A key focus is a so-called lithium-air battery. Instead of relying on carbon and other metals, as in a lithium-ion battery, IBM and its partners believe they can create a container filled with air that interacts with a piece of lithium to produce electricity. If they're right, it could potentially halve the weight of a battery.
But there's a hitch: to keep the energy consistent and enable recharging, you need pure air. The air we breathe is filled with pollutants and water.
"You would need machinery to clean the air," says Winfried Wilcke, a researcher leading IBM's battery efforts. That adds size, weight and complexity.
Others, including researchers at the Massachusetts Institute of Technology and the University of Texas, are considering materials such as silicon, sulfur and sodium. But many R&D efforts are targeting these designs for cars first. It will likely be years before such tech powers consumer electronics.
As for efforts to improve lithium-ion batteries, Stanford University in July said it created a battery with pure lithium that can hold more energy.
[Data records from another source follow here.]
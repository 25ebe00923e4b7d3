//! Repository layer.
//!
//! Each repository is a zero-sized struct providing async methods that
//! accept `&PgPool` as the first argument.

pub mod user_repo;
pub mod vote_repo;
pub mod work_repo;

pub use user_repo::UserRepo;
pub use vote_repo::VoteRepo;
pub use work_repo::WorkRepo;
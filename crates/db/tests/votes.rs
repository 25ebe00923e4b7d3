//! Integration tests for the work -> vote association and vote casting.

use assert_matches::assert_matches;
use ranker_db::error::SaveError;
use ranker_db::models::user::CreateUser;
use ranker_db::repositories::vote_repo::{ALREADY_VOTED, MUST_EXIST};
use ranker_db::repositories::{UserRepo, VoteRepo, WorkRepo};
use sqlx::PgPool;

#[sqlx::test(migrations = "../../db/migrations", fixtures("users", "works", "votes"))]
async fn test_work_has_many_votes(pool: PgPool) {
    let votes = VoteRepo::list_by_work(&pool, 2).await.unwrap();

    assert_eq!(votes.len(), 3);
    assert!(votes.iter().all(|v| v.work_id == 2));
    assert_eq!(VoteRepo::count_by_work(&pool, 2).await.unwrap(), 3);
}

#[sqlx::test(migrations = "../../db/migrations", fixtures("users", "works"))]
async fn test_cast_vote(pool: PgPool) {
    let vote = VoteRepo::cast(&pool, 1, 2).await.unwrap();
    assert_eq!(vote.work_id, 1);
    assert_eq!(vote.user_id, 2);

    let ranked = WorkRepo::find_ranked_by_id(&pool, 1).await.unwrap().unwrap();
    assert_eq!(ranked.vote_count, 1);
}

#[sqlx::test(migrations = "../../db/migrations", fixtures("users", "works", "votes"))]
async fn test_second_vote_for_same_work_rejected(pool: PgPool) {
    let result = VoteRepo::cast(&pool, 2, 1).await;
    assert_matches!(result, Err(SaveError::Invalid(errors)) => {
        assert!(errors.has_message("user_id", ALREADY_VOTED));
    });
    assert_eq!(VoteRepo::count_by_work(&pool, 2).await.unwrap(), 3);
}

#[sqlx::test(migrations = "../../db/migrations", fixtures("users", "works"))]
async fn test_vote_by_unknown_user_rejected(pool: PgPool) {
    let result = VoteRepo::cast(&pool, 1, 999_999).await;
    assert_matches!(result, Err(SaveError::Invalid(errors)) if errors.has_message("user_id", MUST_EXIST));
}

#[sqlx::test(migrations = "../../db/migrations", fixtures("users"))]
async fn test_vote_for_unknown_work_rejected(pool: PgPool) {
    let result = VoteRepo::cast(&pool, 999_999, 1).await;
    assert_matches!(result, Err(SaveError::Invalid(errors)) if errors.has_message("work_id", MUST_EXIST));
}

#[sqlx::test(migrations = "../../db/migrations", fixtures("users", "works", "votes"))]
async fn test_list_votes_by_user(pool: PgPool) {
    let votes = VoteRepo::list_by_user(&pool, 1).await.unwrap();
    let work_ids: Vec<i64> = votes.iter().map(|v| v.work_id).collect();
    assert_eq!(work_ids, vec![1, 2, 3]);
}

#[sqlx::test(migrations = "../../db/migrations", fixtures("users", "works", "votes"))]
async fn test_deleting_work_cascades_votes(pool: PgPool) {
    assert!(WorkRepo::delete(&pool, 2).await.unwrap());

    assert_eq!(VoteRepo::count_by_work(&pool, 2).await.unwrap(), 0);
    assert_eq!(VoteRepo::list_by_user(&pool, 3).await.unwrap().len(), 0);
}

#[sqlx::test(migrations = "../../db/migrations", fixtures("users", "works", "votes"))]
async fn test_delete_all_removes_every_work(pool: PgPool) {
    let removed = WorkRepo::delete_all(&pool).await.unwrap();
    assert_eq!(removed, 3);
    assert_eq!(WorkRepo::count(&pool).await.unwrap(), 0);

    let remaining: i64 = sqlx::query_scalar("SELECT COUNT(*) FROM votes")
        .fetch_one(&pool)
        .await
        .unwrap();
    assert_eq!(remaining, 0);
}

// ---------------------------------------------------------------------------
// Users
// ---------------------------------------------------------------------------

#[sqlx::test(migrations = "../../db/migrations", fixtures("users"))]
async fn test_duplicate_username_rejected(pool: PgPool) {
    let result = UserRepo::create(
        &pool,
        &CreateUser {
            username: Some("user1".to_string()),
        },
    )
    .await;
    assert_matches!(result, Err(SaveError::Invalid(errors)) if errors.has_message("username", "has already been taken"));
}

#[sqlx::test(migrations = "../../db/migrations")]
async fn test_blank_username_rejected(pool: PgPool) {
    let result = UserRepo::create(
        &pool,
        &CreateUser {
            username: Some("   ".to_string()),
        },
    )
    .await;
    assert_matches!(result, Err(SaveError::Invalid(errors)) if errors.has_message("username", "can't be blank"));
}

#[sqlx::test(migrations = "../../db/migrations")]
async fn test_create_user_trims_username(pool: PgPool) {
    let user = UserRepo::create(
        &pool,
        &CreateUser {
            username: Some("  dee ".to_string()),
        },
    )
    .await
    .unwrap();
    assert_eq!(user.username, "dee");
    assert_eq!(
        UserRepo::find_by_username(&pool, "dee").await.unwrap().map(|u| u.id),
        Some(user.id)
    );
}
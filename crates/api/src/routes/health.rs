use axum::extract::State;
use axum::{routing::get, Json, Router};
use serde::Serialize;

use crate::state::AppState;

/// `status` is `"degraded"` whenever the database cannot be reached.
#[derive(Serialize)]
pub struct HealthResponse {
    pub status: &'static str,
    pub version: &'static str,
    pub db_healthy: bool,
}

/// GET /health
async fn health_check(State(state): State<AppState>) -> Json<HealthResponse> {
    let db_healthy = ranker_db::health_check(&state.pool).await.is_ok();

    let status = if db_healthy { "ok" } else { "degraded" };

    Json(HealthResponse {
        status,
        version: env!("CARGO_PKG_VERSION"),
        db_healthy,
    })
}

/// Mounted at the root, outside `/api/v1`.
pub fn router() -> Router<AppState> {
    Router::new().route("/health", get(health_check))
}
//! User entity model and DTOs.

use ranker_core::types::{DbId, Timestamp};
use ranker_core::validation::not_blank;
use serde::{Deserialize, Serialize};
use sqlx::FromRow;
use validator::Validate;

/// A user row from the `users` table.
#[derive(Debug, Clone, PartialEq, Eq, FromRow, Serialize)]
pub struct User {
    pub id: DbId,
    pub username: String,
    pub created_at: Timestamp,
    pub updated_at: Timestamp,
}

/// DTO for creating a new user.
#[derive(Debug, Clone, Deserialize, Validate)]
pub struct CreateUser {
    #[validate(
        required(message = "can't be blank"),
        custom(function = "not_blank")
    )]
    pub username: Option<String>,
}
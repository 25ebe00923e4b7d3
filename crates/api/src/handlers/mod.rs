pub mod user;
pub mod vote;
pub mod work;
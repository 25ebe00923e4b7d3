//! Route definitions for the `/works` resource.

use axum::routing::get;
use axum::Router;

use crate::handlers::{vote, work};
use crate::state::AppState;

/// Routes mounted at `/works`.
///
/// ```text
/// GET    /                    -> list
/// POST   /                    -> create
/// GET    /winner              -> winner
/// GET    /top                 -> top_ten
/// GET    /top-by-category     -> top_by_category
/// GET    /{id}                -> get_by_id
/// PUT    /{id}                -> update
/// DELETE /{id}                -> delete
/// GET    /{id}/votes          -> vote::list_by_work
/// POST   /{id}/votes          -> vote::cast
/// ```
pub fn router() -> Router<AppState> {
    Router::new()
        .route("/", get(work::list).post(work::create))
        .route("/winner", get(work::winner))
        .route("/top", get(work::top_ten))
        .route("/top-by-category", get(work::top_by_category))
        .route(
            "/{id}",
            get(work::get_by_id).put(work::update).delete(work::delete),
        )
        .route("/{id}/votes", get(vote::list_by_work).post(vote::cast))
}
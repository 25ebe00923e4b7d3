//! Repository for the `users` table.

use ranker_core::types::DbId;
use ranker_core::validation::{FieldErrors, TAKEN};
use sqlx::PgPool;
use validator::Validate;

use crate::error::{ConstraintField, SaveError};
use crate::models::user::{CreateUser, User};

const COLUMNS: &str = "id, username, created_at, updated_at";

const CONSTRAINTS: &[ConstraintField] = &[ConstraintField {
    constraint: "uq_users_username",
    field: "username",
    message: TAKEN,
}];

/// Provides CRUD operations for users.
pub struct UserRepo;

impl UserRepo {
    /// Validate and insert a new user. Usernames are trimmed and must be unique.
    pub async fn create(pool: &PgPool, input: &CreateUser) -> Result<User, SaveError> {
        let mut errors = match input.validate() {
            Ok(()) => FieldErrors::new(),
            Err(e) => FieldErrors::from(e),
        };

        let username = input.username.as_deref().map(str::trim).unwrap_or_default();
        if !username.is_empty() && Self::find_by_username(pool, username).await?.is_some() {
            errors.add("username", TAKEN);
        }
        if !errors.is_empty() {
            return Err(SaveError::Invalid(errors));
        }

        let query = format!("INSERT INTO users (username) VALUES ($1) RETURNING {COLUMNS}");
        sqlx::query_as::<_, User>(&query)
            .bind(username)
            .fetch_one(pool)
            .await
            .map_err(|e| SaveError::from_constraint(e, CONSTRAINTS))
    }

    /// Find a user by internal ID.
    pub async fn find_by_id(pool: &PgPool, id: DbId) -> Result<Option<User>, sqlx::Error> {
        let query = format!("SELECT {COLUMNS} FROM users WHERE id = $1");
        sqlx::query_as::<_, User>(&query)
            .bind(id)
            .fetch_optional(pool)
            .await
    }

    /// Find a user by exact username.
    pub async fn find_by_username(
        pool: &PgPool,
        username: &str,
    ) -> Result<Option<User>, sqlx::Error> {
        let query = format!("SELECT {COLUMNS} FROM users WHERE username = $1");
        sqlx::query_as::<_, User>(&query)
            .bind(username)
            .fetch_optional(pool)
            .await
    }

    /// List all users in sign-up order.
    pub async fn list(pool: &PgPool) -> Result<Vec<User>, sqlx::Error> {
        let query = format!("SELECT {COLUMNS} FROM users ORDER BY id ASC");
        sqlx::query_as::<_, User>(&query).fetch_all(pool).await
    }
}
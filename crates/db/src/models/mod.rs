//! Domain model structs and DTOs.
//!
//! Each submodule contains:
//! - A `FromRow` + `Serialize` entity struct matching the database row
//! - A `Deserialize` + `Validate` create DTO for inserts
//! - Where the entity is editable, an update DTO (all `Option` fields) for patches

pub mod user;
pub mod vote;
pub mod work;
//! Field-level validation errors and shared presence rules.
//!
//! A failed validation produces a [`FieldErrors`] value: a mapping from field
//! name to the ordered list of human-readable messages for that field. Callers
//! query it by membership (`contains_key`) and by content (`has_message`).

use std::borrow::Cow;
use std::collections::BTreeMap;
use std::fmt;

use serde::Serialize;
use validator::ValidationError;

/// Message attached to a required field that is missing or blank.
pub const BLANK: &str = "can't be blank";

/// Message attached to a field whose value is already used within its scope.
pub const TAKEN: &str = "has already been taken";

/// Per-field validation messages.
///
/// Fields are kept in name order so serialized output is stable. Messages
/// within a field keep insertion order and are never duplicated.
#[derive(Debug, Clone, Default, PartialEq, Eq, Serialize)]
#[serde(transparent)]
pub struct FieldErrors(BTreeMap<String, Vec<String>>);

impl FieldErrors {
    pub fn new() -> Self {
        Self::default()
    }

    /// Record `message` against `field`.
    pub fn add(&mut self, field: impl Into<String>, message: impl Into<String>) {
        let message = message.into();
        let messages = self.0.entry(field.into()).or_default();
        if !messages.contains(&message) {
            messages.push(message);
        }
    }

    pub fn is_empty(&self) -> bool {
        self.0.is_empty()
    }

    /// Number of fields with at least one message.
    pub fn len(&self) -> usize {
        self.0.len()
    }

    pub fn contains_key(&self, field: &str) -> bool {
        self.0.contains_key(field)
    }

    /// Messages recorded for `field`, empty if the field is valid.
    pub fn messages(&self, field: &str) -> &[String] {
        self.0.get(field).map(Vec::as_slice).unwrap_or_default()
    }

    pub fn has_message(&self, field: &str, message: &str) -> bool {
        self.messages(field).iter().any(|m| m == message)
    }

    /// Sentence-style messages, e.g. `"Publication year can't be blank"`.
    pub fn full_messages(&self) -> Vec<String> {
        self.0
            .iter()
            .flat_map(|(field, messages)| {
                let label = humanize(field);
                messages.iter().map(move |m| format!("{label} {m}"))
            })
            .collect()
    }
}

impl fmt::Display for FieldErrors {
    fn fmt(&self, f: &mut fmt::Formatter<'_>) -> fmt::Result {
        f.write_str(&self.full_messages().join("; "))
    }
}

impl From<validator::ValidationErrors> for FieldErrors {
    fn from(errors: validator::ValidationErrors) -> Self {
        let mut out = FieldErrors::new();
        for (field, field_errors) in errors.field_errors() {
            for error in field_errors.iter() {
                let message = error
                    .message
                    .as_ref()
                    .map(|m| m.to_string())
                    .unwrap_or_else(|| error.code.to_string());
                out.add(field.to_string(), message);
            }
        }
        out
    }
}

/// Custom `validator` rule rejecting empty and whitespace-only strings.
///
/// Pair with `required` on `Option<String>` fields: `required` catches the
/// missing case, this catches `Some("   ")`.
pub fn not_blank(value: &str) -> Result<(), ValidationError> {
    if value.trim().is_empty() {
        return Err(ValidationError::new("blank").with_message(Cow::Borrowed(BLANK)));
    }
    Ok(())
}

/// `publication_year` -> `Publication year`.
fn humanize(field: &str) -> String {
    let spaced = field.replace('_', " ");
    let mut chars = spaced.chars();
    match chars.next() {
        Some(first) => first.to_uppercase().chain(chars).collect(),
        None => String::new(),
    }
}
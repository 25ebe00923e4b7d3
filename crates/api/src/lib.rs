//! Media ranker API server library.
//!
//! Exposes the building blocks (config, state, error handling, routes) so
//! integration tests and the binary entrypoint can both access them.

pub mod config;
pub mod error;
pub mod handlers;
pub mod query;
pub mod response;
pub mod router;
pub mod routes;
pub mod state;
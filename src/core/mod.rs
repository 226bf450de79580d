pub mod facade;
pub mod resolver;
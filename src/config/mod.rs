#[cfg(feature = "cli")]
pub mod cli;
pub mod toml_config;

use crate::utils::error::{CpStarsError, Result};
use crate::utils::validation::{validate_non_empty_string, validate_range, validate_url, Validate};
use serde::{Deserialize, Serialize};
use std::env;
use std::time::Duration;

/// Local development backend, used when nothing else is configured. Set
/// `CPSTARS_HOST`, `--host` or `client.host_address` to query a deployed server.
pub const DEFAULT_HOST_ADDRESS: &str = "http://localhost:8081";

pub const HOST_ADDRESS_ENV: &str = "CPSTARS_HOST";
pub const TIMEOUT_ENV: &str = "CPSTARS_TIMEOUT_SECONDS";

#[derive(Debug, Clone, PartialEq, Serialize, Deserialize)]
pub struct ClientConfig {
    pub host_address: String,
    pub timeout_seconds: Option<u64>,
    pub user_agent: String,
    pub client_side_validation: bool,
}

impl Default for ClientConfig {
    fn default() -> Self {
        Self {
            host_address: DEFAULT_HOST_ADDRESS.to_string(),
            timeout_seconds: None,
            user_agent: format!("cpstars/{}", env!("CARGO_PKG_VERSION")),
            client_side_validation: true,
        }
    }
}

impl ClientConfig {
    pub fn with_host(host_address: impl Into<String>) -> Self {
        Self {
            host_address: host_address.into(),
            ..Self::default()
        }
    }

    /// 以環境變數覆蓋目前設定
    pub fn apply_env(self) -> Result<Self> {
        self.apply_env_from(|name| env::var(name).ok())
    }

    pub fn apply_env_from<F>(mut self, lookup: F) -> Result<Self>
    where
        F: Fn(&str) -> Option<String>,
    {
        if let Some(host) = lookup(HOST_ADDRESS_ENV) {
            self.host_address = host;
        }

        if let Some(timeout) = lookup(TIMEOUT_ENV) {
            let seconds = timeout
                .parse::<u64>()
                .map_err(|e| CpStarsError::InvalidConfigValue {
                    field: TIMEOUT_ENV.to_string(),
                    value: timeout.clone(),
                    reason: e.to_string(),
                })?;
            self.timeout_seconds = Some(seconds);
        }

        Ok(self)
    }

    pub fn timeout(&self) -> Option<Duration> {
        self.timeout_seconds.map(Duration::from_secs)
    }
}

impl Validate for ClientConfig {
    fn validate(&self) -> Result<()> {
        validate_url("host_address", &self.host_address)?;
        validate_non_empty_string("user_agent", &self.user_agent)?;

        if let Some(timeout) = self.timeout_seconds {
            validate_range("timeout_seconds", timeout, 1, 3600)?;
        }

        Ok(())
    }
}
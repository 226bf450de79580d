// Adapters layer: concrete implementations for external systems (http backend, result output).

pub mod http;
pub mod output;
But this battery still has a long way to go as well.
Some scientists paint a dire picture, saying we're hitting the limit of what a battery can do and how much it can improve. "There is no order of magnitude to be had," Wilcke says. Others, like Bill Watkins, head of battery startup Imergy Power Systems in California, are more hopeful. "Never underestimate a bunch of Ph.D.'s with a lot of money," he says.

Dealing with today's realities

The good news is that companies are finding ways to extend battery life while they wait for new battery technologies.
At Apple, many improvements are coming through software. Its OS X Mavericks operating system, released in late 2013, looks for moments when computer users have several programs open that they're not accessing. The Mac then strategically reduces the processing put toward running programs in the background. Overlay a window on top of a movie playing on YouTube, for instance, and the sound continues, but the video stops updating.
Inside Apple's software is a technology it calls "timers," which wake up the computer's chips from low-power mode so they can complete certain tasks. As Apple's software team built Mavericks, they realized they had too many timers waking the machine too often. Combining them reduced the processor's activity by 72 percent, making the computer more efficient.
OS X Yosemite, released this year, adds even more power-saving features. One tweak lets users get up to two more hours of battery life on a MacBook Air when streaming movies in full 1080p HD.

Companies are making similar strides with mobile devices. Samsung created an "ultra power-saving mode" that can allow up to 12.5 days of battery life for its Galaxy S5 smartphone. The mode switches the screen from color to black-and-gray images and also limits apps, phone calls, messaging and basic Web surfing.
Some companies, including Samsung SDI, are trying to make batteries safer and more robust. Samsung is working on a type of battery that replaces the gels and liquids of today with solid material. The company hopes to make batteries safer, flexible and less likely to explode. It aims to deliver these batteries by 2015.
Apple, meanwhile, also has focused on squeezing as much battery into its devices as possible. In 2009, when Schiller announced battery life breakthroughs for MacBooks, he showed how underneath the hood the typical brick-shaped battery had been replaced by ones designed like puzzle pieces to fill every available space.
As part of that design, Apple eschewed its decades-old practice of letting consumers swap out the battery. This created even more space that would otherwise have been taken up by battery housing and protective shells built to keep the battery safe while outside the computer.
The result: a battery Schiller could call a revolution. Maybe that's as revolutionary as it gets.